>>>>
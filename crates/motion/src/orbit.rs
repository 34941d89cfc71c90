use camera::CameraSurface;
use foundation::time::Time;
use runtime::{EventBus, Frame};
use serde::{Deserialize, Serialize};

#[derive(Debug, Copy, Clone, PartialEq, Serialize, Deserialize)]
pub struct CinematicConfig {
    /// Delay between enabling and the first bearing change.
    #[serde(default = "default_warmup")]
    pub warmup_s: f64,
    /// Quiet window after an interaction before rotation resumes.
    #[serde(default = "default_idle_resume")]
    pub idle_resume_s: f64,
    /// Orbit is viable only at or above this zoom.
    #[serde(default = "default_min_zoom")]
    pub min_orbit_zoom: f64,
    /// Bearing advance rate while active.
    #[serde(default = "default_rate")]
    pub bearing_deg_per_s: f64,
}

fn default_warmup() -> f64 {
    1.0
}
fn default_idle_resume() -> f64 {
    30.0
}
fn default_min_zoom() -> f64 {
    8.0
}
fn default_rate() -> f64 {
    2.0
}

impl Default for CinematicConfig {
    fn default() -> Self {
        Self {
            warmup_s: default_warmup(),
            idle_resume_s: default_idle_resume(),
            min_orbit_zoom: default_min_zoom(),
            bearing_deg_per_s: default_rate(),
        }
    }
}

/// Cinematic orbit session state.
///
/// Deadlines are carried inside the states rather than in side timers, so
/// a transition replaces the old deadline wholesale and a stale one cannot
/// fire: there is nothing left to fire.
#[derive(Debug, Copy, Clone, PartialEq)]
pub enum CinematicState {
    Disabled,
    /// Warm-up window before the first bearing change.
    Enabling { ready_at: Time },
    Active,
    /// `resume_at` is `None` for a zoom-forced pause, which resumes as
    /// soon as zoom recovers instead of on a timer.
    Paused { resume_at: Option<Time> },
}

/// Everything that can drive a cinematic transition.
#[derive(Debug, Copy, Clone, PartialEq)]
pub enum CinematicEvent {
    Toggle,
    InteractionStart,
    /// Warm-up deadline reached; `interacting` decides where it lands.
    WarmupElapsed { interacting: bool },
    /// Idle-resume deadline reached with no interaction in progress.
    ResumeElapsed,
    ZoomBelowThreshold,
    ZoomRecovered,
}

/// Pure transition function for the cinematic state machine.
///
/// `toggle` during `Enabling` cancels the pending warm-up cleanly back to
/// `Disabled` rather than being ignored; either way there is never a
/// second concurrent rotation loop because the state is the loop.
pub fn transition(
    state: CinematicState,
    event: CinematicEvent,
    now: Time,
    config: &CinematicConfig,
) -> CinematicState {
    use CinematicEvent as E;
    use CinematicState as S;

    match (state, event) {
        (S::Disabled, E::Toggle) => S::Enabling {
            ready_at: now.after(config.warmup_s),
        },
        (S::Enabling { .. } | S::Active | S::Paused { .. }, E::Toggle) => S::Disabled,

        (S::Enabling { .. }, E::WarmupElapsed { interacting: false }) => S::Active,
        (S::Enabling { .. }, E::WarmupElapsed { interacting: true }) => S::Paused {
            resume_at: Some(now.after(config.idle_resume_s)),
        },

        (S::Active | S::Paused { .. }, E::InteractionStart) => S::Paused {
            resume_at: Some(now.after(config.idle_resume_s)),
        },

        (S::Paused { .. }, E::ResumeElapsed) => S::Active,
        (S::Active, E::ZoomBelowThreshold) => S::Paused { resume_at: None },
        (S::Paused { resume_at: None }, E::ZoomRecovered) => S::Active,

        (state, _) => state,
    }
}

/// User-toggleable slow orbit around the visited point of interest.
///
/// Interaction start pauses rotation and arms the idle-resume window;
/// interaction end on its own never resumes. Zoom dropping below the
/// viable threshold forces a pause regardless of timers.
#[derive(Debug)]
pub struct OrbitCinematic {
    config: CinematicConfig,
    state: CinematicState,
}

impl OrbitCinematic {
    pub fn new(config: CinematicConfig) -> Self {
        Self {
            config,
            state: CinematicState::Disabled,
        }
    }

    pub fn state(&self) -> CinematicState {
        self.state
    }

    pub fn is_enabled(&self) -> bool {
        self.state != CinematicState::Disabled
    }

    /// Flips the mode. Returns whether the mode is enabled afterwards.
    pub fn toggle(&mut self, frame: Frame, bus: &mut EventBus) -> bool {
        self.state = transition(self.state, CinematicEvent::Toggle, frame.now, &self.config);
        let enabled = self.is_enabled();
        bus.trace(
            frame,
            "orbit",
            if enabled { "enabled" } else { "disabled" },
        );
        enabled
    }

    pub fn on_interaction_start(&mut self, frame: Frame, bus: &mut EventBus) {
        let before = self.state;
        self.state = transition(
            self.state,
            CinematicEvent::InteractionStart,
            frame.now,
            &self.config,
        );
        if before == CinematicState::Active {
            bus.trace(frame, "orbit", "paused by interaction");
        }
    }

    /// Explicit disable used when the visit changes or the session tears
    /// down. Idempotent.
    pub fn disable(&mut self) {
        self.state = CinematicState::Disabled;
    }

    /// Drives deadline transitions and, while active, the bearing.
    pub fn tick(
        &mut self,
        frame: Frame,
        surface: &mut dyn CameraSurface,
        interacting: bool,
        bus: &mut EventBus,
    ) {
        let zoom = surface.pose().zoom;
        let zoom_viable = zoom >= self.config.min_orbit_zoom;

        match self.state {
            CinematicState::Enabling { ready_at } if frame.now >= ready_at => {
                self.state = transition(
                    self.state,
                    CinematicEvent::WarmupElapsed { interacting },
                    frame.now,
                    &self.config,
                );
                if self.state == CinematicState::Active {
                    bus.trace(frame, "orbit", "active");
                }
            }
            CinematicState::Active if !zoom_viable => {
                self.state = transition(
                    self.state,
                    CinematicEvent::ZoomBelowThreshold,
                    frame.now,
                    &self.config,
                );
                bus.trace(frame, "orbit", "paused below zoom");
            }
            CinematicState::Paused {
                resume_at: Some(at),
            } if frame.now >= at && !interacting && zoom_viable => {
                self.state = transition(
                    self.state,
                    CinematicEvent::ResumeElapsed,
                    frame.now,
                    &self.config,
                );
                bus.trace(frame, "orbit", "resumed after idle");
            }
            CinematicState::Paused { resume_at: None } if zoom_viable && !interacting => {
                self.state = transition(
                    self.state,
                    CinematicEvent::ZoomRecovered,
                    frame.now,
                    &self.config,
                );
                bus.trace(frame, "orbit", "resumed after zoom recovery");
            }
            _ => {}
        }

        if self.state == CinematicState::Active && zoom_viable {
            let pose = surface.pose();
            surface.set_bearing(pose.bearing_deg + self.config.bearing_deg_per_s * frame.dt_s);
        }
    }
}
<<<<
Find every line above that contains the word "CinematicConfig", and return each one.

pub struct CinematicConfig {
impl Default for CinematicConfig {
    config: &CinematicConfig,
    config: CinematicConfig,
    pub fn new(config: CinematicConfig) -> Self {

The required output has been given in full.